Je crois que je n’ai jamais fait rire les autres tant que je n’ai pas été payé pour (rires)… Le coup de l’humour… C’est dans les gènes, comme les yeux bleus et les cheveux rouges. Il faut avoir de l’humour et de l’exhibitionnisme pour faire le métier que nous faisons. On peut très bien en avoir beaucoup et ne pas l’exhiber. Il y a aussi des gens qui ne sont pas drôles mais qui sont de grands récepteurs d’humour : on en a dans nos publics, on se sent parfois en communion totale avec eux.

Adolescent, tu as vécu au Laos : un accident de parcours ?

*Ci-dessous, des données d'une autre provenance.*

//! Statement pattern matching
//!
//! Shared by backend evaluators and by code that evaluates patterns over an
//! in-memory list of quads, so both agree on how a pattern, a dataset and
//! input bindings select quads.

use crate::algebra::{Scope, StatementPattern};
use crate::bindings::{BindingSet, Dataset};
use crate::types::{Quad, QuadPattern, Term};

/// Contexts a statement pattern reads, given a dataset and input bindings
///
/// Returns `None` when the pattern can match nothing (the scoped graph set is
/// empty while the dataset names other graphs, or a bound context lies
/// outside the dataset). `Some(vec![])` means all contexts.
pub fn resolve_contexts(
    sp: &StatementPattern,
    dataset: Option<&Dataset>,
    bindings: &BindingSet,
) -> Option<Vec<Option<Term>>> {
    let ctx_value = sp.context.as_ref().and_then(|v| v.value_in(bindings));
    let unrestricted = || match ctx_value {
        Some(ctx) => vec![Some(ctx.clone())],
        None => Vec::new(),
    };

    let Some(dataset) = dataset else {
        return Some(unrestricted());
    };
    let (graphs, other) = match sp.scope {
        Scope::DefaultContexts => (&dataset.default_graphs, &dataset.named_graphs),
        Scope::NamedContexts => (&dataset.named_graphs, &dataset.default_graphs),
    };

    if graphs.is_empty() {
        if other.is_empty() {
            Some(unrestricted())
        } else {
            None
        }
    } else if let Some(ctx) = ctx_value {
        graphs.contains(ctx).then(|| vec![Some(ctx.clone())])
    } else {
        Some(graphs.iter().map(|g| Some(g.clone())).collect())
    }
}

/// Backend lookup pattern for a statement pattern over resolved contexts
pub fn quad_pattern(
    sp: &StatementPattern,
    bindings: &BindingSet,
    contexts: Vec<Option<Term>>,
) -> QuadPattern {
    QuadPattern {
        subject: sp.subject.value_in(bindings).cloned(),
        predicate: sp.predicate.value_in(bindings).cloned(),
        object: sp.object.value_in(bindings).cloned(),
        contexts,
    }
}

/// Bind a candidate quad through the pattern
///
/// Extends `bindings` with every pattern position, constants included.
/// Returns `None` if a position disagrees with a fixed or already bound
/// value (this also enforces equality for a variable repeated inside the
/// pattern) or if a named-scope pattern meets a default-graph quad.
pub fn match_quad(sp: &StatementPattern, quad: &Quad, bindings: &BindingSet) -> Option<BindingSet> {
    if sp.scope == Scope::NamedContexts && quad.context.is_none() {
        return None;
    }
    let mut row = bindings.clone();
    let positions = [
        (&sp.subject, Some(&quad.subject)),
        (&sp.predicate, Some(&quad.predicate)),
        (&sp.object, Some(&quad.object)),
    ];
    let context = sp.context.as_ref().map(|var| (var, quad.context.as_ref()));

    for (var, term) in positions.into_iter().chain(context) {
        if let Some(fixed) = &var.value {
            if Some(fixed) != term {
                return None;
            }
        }
        match (row.get(&var.name), term) {
            (Some(bound), Some(term)) if bound != term => return None,
            (Some(_), None) => return None,
            (None, Some(term)) => row.insert(var.name.clone(), term.clone()),
            _ => {}
        }
    }
    Some(row)
}

/// Quads from `quads` the pattern selects under the dataset and bindings
pub fn filter_quads<'a>(
    quads: impl Iterator<Item = &'a Quad>,
    sp: &StatementPattern,
    dataset: Option<&Dataset>,
    bindings: &BindingSet,
) -> Vec<Quad> {
    let Some(contexts) = resolve_contexts(sp, dataset, bindings) else {
        return Vec::new();
    };
    let lookup = quad_pattern(sp, bindings, contexts);
    quads
        .filter(|quad| lookup.matches(quad))
        .filter(|quad| match_quad(sp, quad, bindings).is_some())
        .cloned()
        .collect()
}

#[cfg(test)]
mod tests {
    use super::*;
    use crate::algebra::Var;

    fn q(s: &str, o: &str, ctx: Option<&str>) -> Quad {
        Quad {
            subject: Term::iri(s),
            predicate: Term::iri("urn:p"),
            object: Term::iri(o),
            context: ctx.map(Term::iri),
        }
    }

    fn triple_pattern() -> StatementPattern {
        StatementPattern::new(
            Var::new("s"),
            Var::constant(Term::iri("urn:p")),
            Var::new("o"),
        )
    }

    #[test]
    fn test_no_dataset_reads_everything() {
        let sp = triple_pattern();
        let contexts = resolve_contexts(&sp, None, &BindingSet::new());
        assert_eq!(contexts, Some(vec![]));
    }

    #[test]
    fn test_empty_scoped_graphs_match_nothing() {
        let sp = triple_pattern();
        let dataset = Dataset::new().with_named_graph(Term::iri("urn:g"));
        assert_eq!(resolve_contexts(&sp, Some(&dataset), &BindingSet::new()), None);
    }

    #[test]
    fn test_bound_context_outside_dataset() {
        let sp = StatementPattern::in_graph(
            Var::new("s"),
            Var::new("p"),
            Var::new("o"),
            Var::new("g"),
        );
        let dataset = Dataset::new().with_named_graph(Term::iri("urn:g1"));
        let inside = BindingSet::with("g", Term::iri("urn:g1"));
        let outside = BindingSet::with("g", Term::iri("urn:g2"));
        assert_eq!(
            resolve_contexts(&sp, Some(&dataset), &inside),
            Some(vec![Some(Term::iri("urn:g1"))])
        );
        assert_eq!(resolve_contexts(&sp, Some(&dataset), &outside), None);
        assert_eq!(
            resolve_contexts(&sp, Some(&dataset), &BindingSet::new()).map(|c| c.len()),
            Some(1)
        );
    }

    #[test]
    fn test_repeated_variable_must_agree() {
        let sp = StatementPattern::new(Var::new("x"), Var::constant(Term::iri("urn:p")), Var::new("x"));
        assert!(match_quad(&sp, &q("urn:a", "urn:a", None), &BindingSet::new()).is_some());
        assert!(match_quad(&sp, &q("urn:a", "urn:b", None), &BindingSet::new()).is_none());
    }

    #[test]
    fn test_named_scope_skips_default_graph() {
        let sp = StatementPattern::in_graph(
            Var::new("s"),
            Var::new("p"),
            Var::new("o"),
            Var::new("g"),
        );
        assert!(match_quad(&sp, &q("urn:a", "urn:b", None), &BindingSet::new()).is_none());
        let row = match_quad(&sp, &q("urn:a", "urn:b", Some("urn:g")), &BindingSet::new()).unwrap();
        assert_eq!(row.get("g"), Some(&Term::iri("urn:g")));
    }

    #[test]
    fn test_filter_honours_bindings() {
        let quads = vec![q("urn:a", "urn:x", None), q("urn:b", "urn:y", None)];
        let bindings = BindingSet::with("s", Term::iri("urn:b"));
        let selected = filter_quads(quads.iter(), &triple_pattern(), None, &bindings);
        assert_eq!(selected, vec![q("urn:b", "urn:y", None)]);
    }
}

Mon père était dans l’enseignement et trouvait, à juste titre, que je n’étais pas doué. C’est surtout que, sans être vraiment cancre, sous-doué, je ne foutais rien. Comme j’étais très bon dans les langues et en lettres, je n’arrivais pas à redoubler mais je glandais. Quand mon père est parti enseigner en Extrême-Orient, j’étais en troisième. Il s’est dit qu’il devait vraiment s’occuper de moi de près : je suis parti seul au Laos avec lui pendant un an. C’est un pays sublime dont j’ai très peu profité parce que c’était vraiment mon époque boutonneuse. Je n’étais pas mieux devant un coucher de soleil sur le Mékong qu’au métro Barbès ­ ça m’était un peu égal.

Comment t’es-tu retrouvé étudiant en kiné ?

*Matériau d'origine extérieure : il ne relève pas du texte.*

//! Optimist - optimistic isolation for quad stores
//!
//! Optimist layers snapshot and serializable isolation over a quad store that
//! offers neither. Transactions buffer their writes and record what they
//! read; at commit, every concurrent transaction whose reads the committed
//! changes could have affected is marked to fail its own commit.
//!
//! # Quick Start
//!
//! ```ignore
//! use optimist::{Database, Quad, QuadPattern, Term};
//!
//! let db = Database::open_in_memory()?;
//! db.transaction(|conn| {
//!     let seen = conn.size(&QuadPattern::any())?;
//!     conn.add_statement(Quad::new(
//!         Term::iri("urn:counter"),
//!         Term::iri("urn:value"),
//!         Term::integer(seen as i64),
//!     ))
//! })?;
//! ```
//!
//! # Architecture
//!
//! - `optimist-core`: terms, quads, query plans, errors, backend traits
//! - `optimist-storage`: in-memory reference backend
//! - `optimist-concurrency`: transaction connections and the shared manager
//! - `optimist-engine`: database handle, configuration, named queries

pub use optimist_concurrency::{
    ChangeEvent, ChangeListener, Delta, EvaluateOperation, IsolationLevel, StatementListener,
    TransactionConnection, TransactionManager, TransactionMetrics, TransactionStatus,
};
pub use optimist_core::{
    Backend, BackendConnection, BindingSet, Dataset, Quad, QuadPattern, StatementPattern,
    StoreError, StoreResult, Term, TupleExpr, ValueExpr, Var,
};
pub use optimist_engine::{Database, NamedQuery, OptimistConfig, RetryConfig, ResultStatus};
pub use optimist_storage::MemoryStore;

C’était vraiment la dernière chose qui me préoccupait. La kinési, ça m’était complètement indifférent, j’ai fait ça de façon ignoble : j’ai subi des cours pendant deux ou trois ans dans le seul but de m’occuper et d’avoir une raison de me faire donner à bouffer par mes parents. Je n’ai jamais pensé une seconde devenir kinésithérapeute.

A cette époque, étais-tu déjà attiré par l’écriture ?

(Hésitation)… Qu’est-ce que ça veut dire, « être attiré par l’écriture ? » J’étais toujours prem’ en français, à 7 ans j’avais lu toute la Comtesse de Ségur. Je n’ai jamais eu envie d’écrire ­ même maintenant, d’ailleurs. J’ai surtout eu envie de lire et puis… j’aime bien le langage, le verbe. Quand on peut le manier, c’est un outil formidable : sans se salir les mains, on peut tuer quelqu’un, l’humilier avec un mot qui vient bien. Par exemple, une des grandes joies de ma vie, c’est d’humilier mes semblables.

Le service militaire t’a de ce point de vue, semble-t-il, bien rendu service.

Je l’ai fait à une époque grandiose, où il durait vingt-huit mois. J’en ai gardé une ranc’ur totale. J’étais déjà misanthrope avant de vivre dans une chambrée, mais quand on vit vingt-huit mois au milieu de gens qui font des concours de pets… Ma haine du groupe s’est confirmée là. Ça avait commencé bien avant, quand, à l’âge de 7 ans, on essayait de me faire jouer au football. Ce n’est pas la haine du football, c’est la haine du groupe. J’ai l’impression que, quand les individus se multiplient, les intelligences se divisent. C’est pour ça que je ne participe pas à une manif, que je ne signe pas une pétition. Même si on manifestait pour la survie de mes enfants, je n’irais pas. Le dessinateur belge Philippe Geluck a une très belle phrase, que je devrais mettre sur mon mur : « Quand quelqu’un partage mon opinion, j’ai l’impression de ne plus avoir qu’une demi-opinion. » C’est ce que je ressens, à tort ou à raison.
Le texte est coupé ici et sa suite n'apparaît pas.